Series: Pretty Good Universe [5]
Series URL: https://archiveofourown.org/series/1686286
Comments: 50
Kudos: 119





	Ten Year Night

It's no quieter in the house than any other night, but it feels quiet. Like in a movie, when the background sounds cut out for the drama, the focus.

Eliot is packing. Everything sounds so loud in the room. Hangers scraping over the closet rails. Soft thump of dress shoes into his suitcase. Margo is in bed flicking through pages on her tablet, bluetooth in her ear. Quiet.

Upstairs, Eliot can hear the thump-thump-thump of little feet, distant giggling. Water in the pipes as the bathtub fills.

There's no shortage of noise, not in this house – three adults, a teenager, and two preschool girls? Jesus Christ, if it were ever actually quiet around here, Eliot would assume he had gone spontaneously deaf.

Why does it feel so quiet? Why does he feel so far away?

If Eliot didn't know better, he'd think it was some kind of grief thing. But he does know better.

“You don't have to go,” Margo tells him, pulling out the bluetooth. She hasn't said it yet, but it's been all over her face since the minute he said he planned to make the trip. Eliot's amazed she waited this long. “The lawyers will send you a fucking letter if you're getting anything.”

He's not _getting_ anything; there's nothing to get. The farm went under years ago. There's nothing else, never was anything else worth having. “I know I don't have to go,” Eliot says. “I don't know, I just. I do have to.”

There's no reason involved, Eliot just. He feels like he should.
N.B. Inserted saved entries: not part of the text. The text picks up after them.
//! SHA-256 implementation of [`ContentHasher`].

use super::{ContentHash, ContentHasher};
use crate::error::HashError;
use sha2::{Digest, Sha256};
use std::fs::File;
use std::io::{BufReader, Read};
use std::path::Path;

const BUFFER_SIZE: usize = 1024 * 1024;

/// Streams files through SHA-256 in 1 MiB chunks
#[derive(Debug, Clone, Copy, Default)]
pub struct Sha256Hasher;

impl Sha256Hasher {
    pub fn new() -> Self {
        Self
    }

    fn digest(&self, path: &Path, limit: Option<u64>) -> Result<ContentHash, HashError> {
        let io_error = |source| HashError::Io {
            path: path.to_path_buf(),
            source,
        };

        let file = File::open(path).map_err(io_error)?;
        let mut reader = BufReader::with_capacity(BUFFER_SIZE, file);
        let mut hasher = Sha256::new();
        let mut buffer = vec![0u8; BUFFER_SIZE];
        let mut remaining = limit.unwrap_or(u64::MAX);

        while remaining > 0 {
            let want = remaining.min(BUFFER_SIZE as u64) as usize;
            let read = reader.read(&mut buffer[..want]).map_err(io_error)?;
            if read == 0 {
                break;
            }
            hasher.update(&buffer[..read]);
            remaining -= read as u64;
        }

        Ok(ContentHash::from_hex(format!("{:x}", hasher.finalize())))
    }
}

impl ContentHasher for Sha256Hasher {
    fn hash_prefix(&self, path: &Path, limit: u64) -> Result<ContentHash, HashError> {
        self.digest(path, Some(limit))
    }

    fn hash_full(&self, path: &Path) -> Result<ContentHash, HashError> {
        self.digest(path, None)
    }
}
Everyone left eventually. His brother and sister. Two wives. His only son. The man drank himself to death, as alone as a human being can possibly be, and that's – whatever, probably what he deserved. Eliot's not sad, and he doesn't have any regrets.

Why does everything feel like a movie? Why the _drama_?

“Don't go alone,” Margo says. “You'll just end up doing something stupid.”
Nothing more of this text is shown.